Отец бросил работу. На лице его заходили желваки:

— Что с ней? Она жива?

— Жива-то, жива! Но Васька надругался над ней!

— Где моя доченька? Моя гордость и отрада!

— Да в комнате она. Сидит, молчит, только воет страшно.

— Убью гада! Где он?

Мы отправились в злополучный сарай за насильником. Теперь уже вместе с отцом мы тормошили и пинали его. Он только мычал и беспорядочно отмахивался руками. Пытались поднять его, но тот опять сваливался назад. Тогда я отправился на станцию за его матерью.

Узнав о случившемся, его мать взмолилась, упав на колени:

— Ради Бога, не подавайте заявление в милицию. Он ведь и так травмированный. Я воспитывала детей одна. Из-за нехватки денег детдом был много лет его крышей над головой. Обещаю вам: я заставлю его жениться на Надежде. Тем более, что она ему нравится.

— О какой женитьбе может быть речь? Моя дочь терпеть его не может!

— Здесь разговор разве о любви идет? Женитьба избавит вас от позора, а моего сына от тюрьмы. Это ведь выход.

— Ну, не знаю. Это решать не нам.

— Кроме того, я насобирала небольшую сумму. Заберите эти накопления. Вам на небольшую хатку хватит. И уезжайте от позора подальше.

Никого не волновало в это время мнение. Нади. Легко сказать, жениться.

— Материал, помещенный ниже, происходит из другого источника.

mod common;

use std::collections::HashMap;

use chrono::Duration;
use common::{init_tracing, leaf, ts};
use cycleflow::dep::{DependencyNode, EvalContext};
use cycleflow::fs::mock::MockArtifactStore;
use cycleflow::journal::CycleJournal;
use cycleflow::sched::mock::MockScheduler;
use cycleflow::sched::{JobState, PollStatus};
use cycleflow::task::Task;
use cycleflow_test_utils::builders::{ModelBuilder, TaskBuilder};

const DAILY: &str = "202401010000 202401100000 24:00:00";

fn eval(dep: &DependencyNode, cycle: &str) -> bool {
    eval_with(dep, cycle, &HashMap::new(), &MockArtifactStore::new(), cycle)
}

fn eval_with(
    dep: &DependencyNode,
    cycle: &str,
    tasks: &HashMap<String, Task>,
    artifacts: &MockArtifactStore,
    now: &str,
) -> bool {
    let ctx = EvalContext {
        tasks,
        artifacts,
        now: ts(now),
    };
    dep.resolved(ts(cycle), &ctx)
}

/// Drive a standalone task through one state-machine pass.
fn pass(task: &mut Task, cycle: &str, sched: &MockScheduler) {
    let tasks = HashMap::new();
    let artifacts = MockArtifactStore::new();
    let ctx = EvalContext {
        tasks: &tasks,
        artifacts: &artifacts,
        now: ts(cycle),
    };
    task.run(ts(cycle), sched, &ctx, &CycleJournal::disabled());
}

/// Build a task and run it to a terminal state for one cycle.
fn finished_task(id: &str, state: JobState) -> Task {
    let mut task = ModelBuilder::new()
        .with_interval("daily", DAILY)
        .with_task(TaskBuilder::new(id, "run.sh").tries(1).build())
        .build_task();

    let sched = MockScheduler::new();
    let script = match state {
        JobState::Succeeded => PollStatus::succeeded(10.0),
        JobState::Failed => PollStatus::failed(1),
        _ => panic!("finished_task needs a terminal state"),
    };
    sched.script_all(vec![script]);

    pass(&mut task, "202401020000", &sched); // submit
    pass(&mut task, "202401020000", &sched); // poll to terminal
    assert!(task.is_terminal(ts("202401020000")));
    task
}

#[test]
fn and_tolerates_max_missing_children() {
    init_tracing();
    let strict = DependencyNode::And {
        max_missing: 0,
        children: vec![leaf(true), leaf(false)],
    };
    assert!(!eval(&strict, "202401020000"));

    let relaxed = DependencyNode::And {
        max_missing: 1,
        children: vec![leaf(true), leaf(false)],
    };
    assert!(eval(&relaxed, "202401020000"));

    let too_relaxed = DependencyNode::And {
        max_missing: 2,
        children: vec![leaf(false), leaf(false)],
    };
    assert!(eval(&too_relaxed, "202401020000"));
}

#[test]
fn boolean_composites() {
    init_tracing();
    let or = DependencyNode::Or {
        children: vec![leaf(false), leaf(true)],
    };
    assert!(eval(&or, "202401020000"));

    let not = DependencyNode::Not {
        child: Box::new(leaf(false)),
    };
    assert!(eval(&not, "202401020000"));

    let nand = DependencyNode::Nand {
        children: vec![leaf(true), leaf(false)],
    };
    assert!(eval(&nand, "202401020000"));

    let nor = DependencyNode::Nor {
        children: vec![leaf(false), leaf(false)],
    };
    assert!(eval(&nor, "202401020000"));
}

#[test]
fn xor_is_exactly_one() {
    init_tracing();
    let one = DependencyNode::Xor {
        children: vec![leaf(true), leaf(false), leaf(false)],
    };
    assert!(eval(&one, "202401020000"));

    let two = DependencyNode::Xor {
        children: vec![leaf(true), leaf(true), leaf(false)],
    };
    assert!(!eval(&two, "202401020000"));

    let none = DependencyNode::Xor {
        children: vec![leaf(false), leaf(false)],
    };
    assert!(!eval(&none, "202401020000"));
}

#[test]
fn some_requires_threshold_hits() {
    init_tracing();
    let dep = DependencyNode::Some {
        threshold: 2,
        children: vec![leaf(true), leaf(false), leaf(true)],
    };
    assert!(eval(&dep, "202401020000"));

    let dep = DependencyNode::Some {
        threshold: 3,
        children: vec![leaf(true), leaf(false), leaf(true)],
    };
    assert!(!eval(&dep, "202401020000"));
}

#[test]
fn taskdep_matches_job_state_at_cycle() {
    init_tracing();
    let mut tasks = HashMap::new();
    tasks.insert("upstream".to_string(), finished_task("upstream", JobState::Succeeded));

    let dep = DependencyNode::Taskdep {
        task: "upstream".to_string(),
        status: JobState::Succeeded,
        cycle_offset: 0,
    };
    let artifacts = MockArtifactStore::new();

    assert!(eval_with(&dep, "202401020000", &tasks, &artifacts, "202401020000"));
    // A different cycle has no job for the upstream task.
    assert!(!eval_with(&dep, "202401030000", &tasks, &artifacts, "202401030000"));
}

#[test]
fn taskdep_cycle_offset_shifts_the_lookup() {
    init_tracing();
    let mut tasks = HashMap::new();
    tasks.insert("upstream".to_string(), finished_task("upstream", JobState::Succeeded));

    // Evaluated one day later, the offset points back at the finished cycle.
    let dep = DependencyNode::Taskdep {
        task: "upstream".to_string(),
        status: JobState::Succeeded,
        cycle_offset: -Duration::days(1).num_seconds(),
    };
    let artifacts = MockArtifactStore::new();
    assert!(eval_with(&dep, "202401030000", &tasks, &artifacts, "202401030000"));
}

#[test]
fn taskdep_on_failure_state() {
    init_tracing();
    let mut tasks = HashMap::new();
    tasks.insert("flaky".to_string(), finished_task("flaky", JobState::Failed));

    let on_failure = DependencyNode::Taskdep {
        task: "flaky".to_string(),
        status: JobState::Failed,
        cycle_offset: 0,
    };
    let on_success = DependencyNode::Taskdep {
        task: "flaky".to_string(),
        status: JobState::Succeeded,
        cycle_offset: 0,
    };
    let artifacts = MockArtifactStore::new();

    assert!(eval_with(&on_failure, "202401020000", &tasks, &artifacts, "202401020000"));
    assert!(!eval_with(&on_success, "202401020000", &tasks, &artifacts, "202401020000"));
}

#[test]
fn taskdep_unknown_task_resolves_false() {
    init_tracing();
    let dep = DependencyNode::Taskdep {
        task: "nobody".to_string(),
        status: JobState::Succeeded,
        cycle_offset: 0,
    };
    assert!(!eval(&dep, "202401020000"));
}

#[test]
fn datadep_existence_and_age() {
    init_tracing();
    let artifacts = MockArtifactStore::new();
    let tasks = HashMap::new();

    let dep = DependencyNode::Datadep {
        path: "/data/@Y@m@d/input.grib".into(),
        age: 0,
    };
    assert!(!eval_with(&dep, "202401020000", &tasks, &artifacts, "202401020600"));

    // The template resolves against the cycle, not "now".
    artifacts.add_artifact("/data/20240102/input.grib", ts("202401020500"));
    assert!(eval_with(&dep, "202401020000", &tasks, &artifacts, "202401020600"));

    // Age-gated: the artifact must have been quiet for at least an hour.
    let aged = DependencyNode::Datadep {
        path: "/data/@Y@m@d/input.grib".into(),
        age: 3600,
    };
    assert!(eval_with(&aged, "202401020000", &tasks, &artifacts, "202401020600"));
    assert!(!eval_with(&aged, "202401020000", &tasks, &artifacts, "202401020530"));
}

#[test]
fn timedep_reaches_templated_target() {
    init_tracing();
    // Gate at 06:30 on the cycle's own date.
    let dep = DependencyNode::Timedep {
        time: "@Y@m@d063000".into(),
    };
    let tasks = HashMap::new();
    let artifacts = MockArtifactStore::new();

    assert!(!eval_with(&dep, "202401020000", &tasks, &artifacts, "202401020629"));
    assert!(eval_with(&dep, "202401020000", &tasks, &artifacts, "202401020630"));
    assert!(eval_with(&dep, "202401020000", &tasks, &artifacts, "202401020700"));
}

#[test]
fn nested_trees_compose() {
    init_tracing();
    // (true AND true) OR NOT(true) -> true; NOT of that -> false.
    let inner = DependencyNode::Or {
        children: vec![
            DependencyNode::And {
                max_missing: 0,
                children: vec![leaf(true), leaf(true)],
            },
            DependencyNode::Not {
                child: Box::new(leaf(true)),
            },
        ],
    };
    assert!(eval(&inner, "202401020000"));

    let outer = DependencyNode::Not {
        child: Box::new(inner),
    };
    assert!(!eval(&outer, "202401020000"));
}
// src/cycle/def.rs

//! Cycle definitions: stateless generators of cycle timestamps.
//!
//! A [`CycleDefinition`] is either a bounded interval (start/end/step) or
//! a cron-like field pattern. Given a reference timestamp it can produce
//! the previous matching timestamp (latest not after the reference), the
//! next matching timestamp (earliest strictly after), and answer whether
//! a given timestamp belongs to the definition at all.
//!
//! All timestamps are canonical UTC, truncated to whole minutes.

use std::collections::BTreeSet;

use chrono::{
    DateTime, Datelike, Duration, NaiveDate, NaiveDateTime, TimeZone, Timelike, Utc,
};
use serde::{Deserialize, Serialize};

use crate::errors::{CycleflowError, Result};

/// Timestamp format used throughout the source model.
pub const CYCLE_FORMAT: &str = "%Y%m%d%H%M";

/// How far a cron search will scan before giving up. Generous enough for
/// sparse patterns (e.g. Feb 29) while keeping runaway patterns bounded.
const CRON_SCAN_DAYS: i64 = 366 * 130;

#[derive(Debug, Clone, PartialEq, Serialize, Deserialize)]
#[serde(tag = "type", rename_all = "lowercase")]
pub enum CycleDefinition {
    /// `"YYYYMMDDHHMM YYYYMMDDHHMM HH:MM:SS"`, both endpoints inclusive.
    Interval {
        start: DateTime<Utc>,
        end: DateTime<Utc>,
        step_seconds: i64,
    },
    /// `minute hour day-of-month month day-of-week year` field pattern.
    Cron(CronPattern),
}

impl CycleDefinition {
    /// Parse a 3-field interval definition.
    pub fn parse_interval(text: &str) -> Result<Self> {
        let fields: Vec<&str> = text.split_whitespace().collect();
        if fields.len() != 3 {
            return Err(CycleflowError::Model(format!(
                "interval '{}' must have 3 fields: start end step",
                text
            )));
        }

        let start = parse_cycle_timestamp(fields[0])?;
        let end = parse_cycle_timestamp(fields[1])?;
        let step_seconds = parse_step(fields[2])?;

        if end < start {
            return Err(CycleflowError::Model(format!(
                "interval '{}' ends before it starts",
                text
            )));
        }

        Ok(CycleDefinition::Interval {
            start,
            end,
            step_seconds,
        })
    }

    /// Parse a 6-field cron definition.
    pub fn parse_cron(text: &str) -> Result<Self> {
        Ok(CycleDefinition::Cron(CronPattern::parse(text)?))
    }

    /// Latest generated timestamp not after `at`, if any.
    pub fn previous(&self, at: DateTime<Utc>) -> Option<DateTime<Utc>> {
        match self {
            CycleDefinition::Interval {
                start,
                end,
                step_seconds,
            } => {
                let at = at.min(*end);
                if at < *start {
                    return None;
                }
                let k = (at - *start).num_seconds() / step_seconds;
                Some(*start + Duration::seconds(k * step_seconds))
            }
            CycleDefinition::Cron(pattern) => pattern.previous(at),
        }
    }

    /// Earliest generated timestamp strictly after `after`, if any.
    pub fn next(&self, after: DateTime<Utc>) -> Option<DateTime<Utc>> {
        match self {
            CycleDefinition::Interval {
                start,
                end,
                step_seconds,
            } => {
                if after < *start {
                    return Some(*start);
                }
                let k = (after - *start).num_seconds() / step_seconds + 1;
                let candidate = *start + Duration::seconds(k * step_seconds);
                (candidate <= *end).then_some(candidate)
            }
            CycleDefinition::Cron(pattern) => pattern.next(after),
        }
    }

    /// Whether `cycle` is one of the timestamps this definition generates.
    pub fn contains(&self, cycle: DateTime<Utc>) -> bool {
        match self {
            CycleDefinition::Interval {
                start,
                end,
                step_seconds,
            } => {
                if cycle < *start || cycle > *end {
                    return false;
                }
                (cycle - *start).num_seconds() % step_seconds == 0
            }
            CycleDefinition::Cron(pattern) => pattern.matches(cycle),
        }
    }
}

/// Parse a `YYYYMMDDHHMM` timestamp as canonical UTC.
pub fn parse_cycle_timestamp(text: &str) -> Result<DateTime<Utc>> {
    let naive = NaiveDateTime::parse_from_str(text, CYCLE_FORMAT).map_err(|_| {
        CycleflowError::Model(format!(
            "'{}' is not a valid YYYYMMDDHHMM timestamp",
            text
        ))
    })?;
    Ok(Utc.from_utc_datetime(&naive))
}

/// Render a cycle timestamp in the model's `YYYYMMDDHHMM` form.
pub fn format_cycle(cycle: DateTime<Utc>) -> String {
    cycle.format(CYCLE_FORMAT).to_string()
}

/// Parse a `DD:HH:MM:SS` or `HH:MM:SS` duration into seconds.
pub fn parse_duration(text: &str) -> Result<i64> {
    let parts: Vec<&str> = text.split(':').collect();
    let bad = || {
        CycleflowError::Model(format!(
            "duration '{}' must have the form DD:HH:MM:SS or HH:MM:SS",
            text
        ))
    };

    let (days, rest) = match parts.len() {
        3 => (0, &parts[..]),
        4 => (parts[0].parse::<i64>().map_err(|_| bad())?, &parts[1..]),
        _ => return Err(bad()),
    };
    let hours: i64 = rest[0].parse().map_err(|_| bad())?;
    let minutes: i64 = rest[1].parse().map_err(|_| bad())?;
    let seconds: i64 = rest[2].parse().map_err(|_| bad())?;
    if days < 0 || minutes >= 60 || seconds >= 60 || minutes < 0 || seconds < 0 || hours < 0 {
        return Err(bad());
    }

    let total = days * 86_400 + hours * 3600 + minutes * 60 + seconds;
    if total <= 0 {
        return Err(CycleflowError::Model(format!(
            "duration '{}' must be positive",
            text
        )));
    }
    Ok(total)
}

fn parse_step(text: &str) -> Result<i64> {
    let parts: Vec<&str> = text.split(':').collect();
    let bad = || {
        CycleflowError::Model(format!(
            "step '{}' must have the form HH:MM:SS",
            text
        ))
    };
    if parts.len() != 3 {
        return Err(bad());
    }
    let hours: i64 = parts[0].parse().map_err(|_| bad())?;
    let minutes: i64 = parts[1].parse().map_err(|_| bad())?;
    let seconds: i64 = parts[2].parse().map_err(|_| bad())?;
    if minutes >= 60 || seconds >= 60 {
        return Err(bad());
    }
    let total = hours * 3600 + minutes * 60 + seconds;
    if total <= 0 {
        return Err(CycleflowError::Model(format!(
            "step '{}' must be a positive duration",
            text
        )));
    }
    Ok(total)
}

/// A cron-like field pattern over UTC minutes.
///
/// Field order is classic cron with a trailing year field:
/// `minute hour day-of-month month day-of-week year`. Day-of-month and
/// day-of-week both constrain the date. Day-of-week uses 0 = Sunday.
#[derive(Debug, Clone, PartialEq, Serialize, Deserialize)]
pub struct CronPattern {
    minute: FieldPattern,
    hour: FieldPattern,
    day: FieldPattern,
    month: FieldPattern,
    weekday: FieldPattern,
    year: FieldPattern,
}

impl CronPattern {
    pub fn parse(text: &str) -> Result<Self> {
        let fields: Vec<&str> = text.split_whitespace().collect();
        if fields.len() != 6 {
            return Err(CycleflowError::Model(format!(
                "cron pattern '{}' must have 6 fields: \
                 minute hour day month day-of-week year",
                text
            )));
        }

        Ok(Self {
            minute: FieldPattern::parse(fields[0], 0, 59)?,
            hour: FieldPattern::parse(fields[1], 0, 23)?,
            day: FieldPattern::parse(fields[2], 1, 31)?,
            month: FieldPattern::parse(fields[3], 1, 12)?,
            weekday: FieldPattern::parse(fields[4], 0, 6)?,
            year: FieldPattern::parse(fields[5], 1970, 2199)?,
        })
    }

    pub fn matches(&self, at: DateTime<Utc>) -> bool {
        at.second() == 0
            && at.nanosecond() == 0
            && self.matches_date(at.date_naive())
            && self.hour.matches(at.hour())
            && self.minute.matches(at.minute())
    }

    fn matches_date(&self, date: NaiveDate) -> bool {
        self.year.matches(date.year() as u32)
            && self.month.matches(date.month())
            && self.day.matches(date.day())
            && self.weekday.matches(date.weekday().num_days_from_sunday())
    }

    fn next(&self, after: DateTime<Utc>) -> Option<DateTime<Utc>> {
        // Never return `after` itself: start the minute search one past it.
        let floor = floor_minute(after);
        let mut date = floor.date_naive();

        for _ in 0..CRON_SCAN_DAYS {
            if self.matches_date(date) {
                for hour in self.hour.iter_up(23) {
                    for minute in self.minute.iter_up(59) {
                        let Some(naive) = date.and_hms_opt(hour, minute, 0) else {
                            continue;
                        };
                        let candidate = Utc.from_utc_datetime(&naive);
                        if candidate > after {
                            return Some(candidate);
                        }
                    }
                }
            }
            date = date.succ_opt()?;
        }
        None
    }

    fn previous(&self, at: DateTime<Utc>) -> Option<DateTime<Utc>> {
        let floor = floor_minute(at);
        let mut date = floor.date_naive();

        for _ in 0..CRON_SCAN_DAYS {
            if self.matches_date(date) {
                for hour in self.hour.iter_down(23) {
                    for minute in self.minute.iter_down(59) {
                        let Some(naive) = date.and_hms_opt(hour, minute, 0) else {
                            continue;
                        };
                        let candidate = Utc.from_utc_datetime(&naive);
                        if candidate <= floor {
                            return Some(candidate);
                        }
                    }
                }
            }
            date = date.pred_opt()?;
        }
        None
    }
}

fn floor_minute(at: DateTime<Utc>) -> DateTime<Utc> {
    Utc.with_ymd_and_hms(at.year(), at.month(), at.day(), at.hour(), at.minute(), 0)
        .single()
        .unwrap_or(at)
}

/// One cron field: `*`, `N`, `A-B`, `*/S`, `A-B/S` and comma lists.
///
/// `None` means `*` (unconstrained); otherwise the allowed values are
/// expanded into a set at parse time.
#[derive(Debug, Clone, PartialEq, Serialize, Deserialize)]
#[serde(transparent)]
pub struct FieldPattern {
    values: Option<BTreeSet<u32>>,
}

impl FieldPattern {
    pub fn any() -> Self {
        Self { values: None }
    }

    pub fn parse(text: &str, min: u32, max: u32) -> Result<Self> {
        if text == "*" {
            return Ok(Self::any());
        }

        let bad = |part: &str| {
            CycleflowError::Model(format!(
                "invalid cron field entry '{}' (allowed range {}-{})",
                part, min, max
            ))
        };

        let mut values = BTreeSet::new();
        for part in text.split(',') {
            let (range, step) = match part.split_once('/') {
                Some((r, s)) => {
                    let step: u32 = s.parse().map_err(|_| bad(part))?;
                    if step == 0 {
                        return Err(bad(part));
                    }
                    (r, step)
                }
                None => (part, 1),
            };

            let (lo, hi) = if range == "*" {
                (min, max)
            } else if let Some((a, b)) = range.split_once('-') {
                let a: u32 = a.parse().map_err(|_| bad(part))?;
                let b: u32 = b.parse().map_err(|_| bad(part))?;
                (a, b)
            } else {
                let v: u32 = range.parse().map_err(|_| bad(part))?;
                (v, v)
            };

            if lo > hi || lo < min || hi > max {
                return Err(bad(part));
            }
            values.extend((lo..=hi).step_by(step as usize));
        }

        Ok(Self {
            values: Some(values),
        })
    }

    pub fn matches(&self, v: u32) -> bool {
        match &self.values {
            None => true,
            Some(set) => set.contains(&v),
        }
    }

    fn iter_up(&self, max: u32) -> Box<dyn Iterator<Item = u32> + '_> {
        match &self.values {
            None => Box::new(0..=max),
            Some(set) => Box::new(set.iter().copied()),
        }
    }

    fn iter_down(&self, max: u32) -> Box<dyn Iterator<Item = u32> + '_> {
        match &self.values {
            None => Box::new((0..=max).rev()),
            Some(set) => Box::new(set.iter().rev().copied()),
        }
    }
}
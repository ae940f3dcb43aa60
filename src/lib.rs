// src/lib.rs

pub mod cli;
pub mod config;
pub mod cycle;
pub mod dep;
pub mod engine;
pub mod errors;
pub mod fs;
pub mod job;
pub mod journal;
pub mod logging;
pub mod sched;
pub mod state;
pub mod task;

use anyhow::Result;

use crate::cli::{CliArgs, Command, ControlArgs, WorkflowArgs};
use crate::config::load_and_validate;
use crate::cycle::{format_cycle, parse_cycle_timestamp};
use crate::engine::{CycleSet, WorkflowEngine};
use crate::state::StateStore;

/// High-level entry point used by `main.rs`.
pub fn run(args: CliArgs) -> Result<()> {
    match args.command {
        Command::Run(wf) => {
            let engine = engine_for(&wf);
            engine.run()?;
            Ok(())
        }
        Command::Halt(ctl) => {
            let engine = engine_for(&ctl.workflow);
            engine.halt(&cycle_set(&ctl)?)?;
            Ok(())
        }
        Command::Pause(ctl) => {
            let engine = engine_for(&ctl.workflow);
            engine.pause(&cycle_set(&ctl)?)?;
            Ok(())
        }
        Command::Resume(ctl) => {
            let engine = engine_for(&ctl.workflow);
            engine.resume(&cycle_set(&ctl)?)?;
            Ok(())
        }
        Command::Check(wf) => {
            print_check(&wf)?;
            Ok(())
        }
    }
}

fn engine_for(wf: &WorkflowArgs) -> WorkflowEngine {
    WorkflowEngine::new(&wf.workflow, &wf.database)
}

fn cycle_set(ctl: &ControlArgs) -> Result<CycleSet> {
    if ctl.all {
        return Ok(CycleSet::All);
    }
    if ctl.cycle.is_empty() {
        anyhow::bail!("specify --all or at least one --cycle");
    }
    let mut cycles = Vec::with_capacity(ctl.cycle.len());
    for text in &ctl.cycle {
        cycles.push(parse_cycle_timestamp(text)?);
    }
    Ok(CycleSet::Cycles(cycles))
}

/// Validate the document and print a short summary, plus done-ness if a
/// state snapshot already exists. Read-only: no lock is taken and no
/// state is written.
fn print_check(wf: &WorkflowArgs) -> Result<()> {
    let model = load_and_validate(&wf.workflow)?;

    println!("cycleflow check: {}", wf.workflow);
    println!("  realtime = {}", model.realtime);
    println!("  max_flow_rate = {}", model.max_flow_rate);
    if model.cycle_throttle > 0 {
        println!("  cycle_throttle = {}", model.cycle_throttle);
    }
    if let Some(lifespan) = model.cycle_lifespan {
        println!("  cycle_lifespan = {lifespan}s");
    }
    println!("  cycles ({}):", model.cycledefs.len());
    for (id, def) in &model.cycledefs {
        println!("    - {id}: {def:?}");
    }
    println!("  tasks ({}):", model.tasks.len());
    for task in &model.tasks {
        println!("    - {} (scheduler: {})", task.id, task.scheduler);
        if task.tries > 0 {
            println!("        tries: {}", task.tries);
        }
        if task.throttle > 0 {
            println!("        throttle: {}", task.throttle);
        }
        if task.dependency.is_some() {
            println!("        gated by a dependency tree");
        }
    }

    let store = StateStore::new(&wf.database);
    if let Some(state) = store.load()? {
        println!("  known cycles ({}):", state.cycles.len());
        for (cycle, status) in &state.statuses {
            println!("    - {} [{:?}]", format_cycle(*cycle), status);
        }
        println!("  done = {}", state.is_done());
    }

    Ok(())
}
// src/state/store.rs

//! Versioned, transactional state storage.
//!
//! The aggregate is written as a single JSON snapshot with an explicit
//! schema version. Writes go to a temporary file in the same directory
//! followed by an atomic rename, so a crash mid-write leaves the
//! previous snapshot intact.

use std::fs;
use std::io::Write;
use std::path::{Path, PathBuf};

use tempfile::NamedTempFile;
use tracing::debug;

use crate::errors::{CycleflowError, Result};
use crate::state::WorkflowState;

pub const SCHEMA_VERSION: u32 = 1;

#[derive(Debug, serde::Serialize, serde::Deserialize)]
struct Snapshot {
    schema_version: u32,
    state: WorkflowState,
}

#[derive(Debug, Clone)]
pub struct StateStore {
    path: PathBuf,
}

impl StateStore {
    pub fn new(path: impl Into<PathBuf>) -> Self {
        Self { path: path.into() }
    }

    pub fn path(&self) -> &Path {
        &self.path
    }

    /// Path of the advisory lock guarding this store.
    pub fn lock_path(&self) -> PathBuf {
        let mut name = self.path.as_os_str().to_os_string();
        name.push(".lock");
        PathBuf::from(name)
    }

    /// Read the last snapshot, or `None` if the store does not exist
    /// yet (first invocation).
    pub fn load(&self) -> Result<Option<WorkflowState>> {
        if !self.path.exists() {
            return Ok(None);
        }

        let contents = fs::read_to_string(&self.path)?;
        let snapshot: Snapshot = serde_json::from_str(&contents)?;

        if snapshot.schema_version != SCHEMA_VERSION {
            return Err(CycleflowError::State(format!(
                "unsupported state schema version {} (expected {})",
                snapshot.schema_version, SCHEMA_VERSION
            )));
        }

        debug!(path = %self.path.display(), "loaded state snapshot");
        Ok(Some(snapshot.state))
    }

    /// Write the aggregate as one unit.
    pub fn save(&self, state: &WorkflowState) -> Result<()> {
        let snapshot = Snapshot {
            schema_version: SCHEMA_VERSION,
            state: state.clone(),
        };
        let encoded = serde_json::to_string_pretty(&snapshot)?;

        let dir = match self.path.parent() {
            Some(parent) if !parent.as_os_str().is_empty() => parent,
            _ => Path::new("."),
        };
        fs::create_dir_all(dir)?;

        let mut tmp = NamedTempFile::new_in(dir)?;
        tmp.write_all(encoded.as_bytes())?;
        tmp.persist(&self.path).map_err(|e| e.error)?;

        debug!(path = %self.path.display(), "persisted state snapshot");
        Ok(())
    }
}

Может, ему и безразлично, на ком жениться. А Наде было противно на него даже смотреть. Она ведь мечтала любить и быть любимой. А получалось, будет жить против своей воли с ненавистным человеком.

Такой дальнейшей жизни она даже в страшных снах не представляла, считая, что могла бы получить от жизни большего: жарких объятий с любимым человеком, долгожданных детей и безмерного счастья.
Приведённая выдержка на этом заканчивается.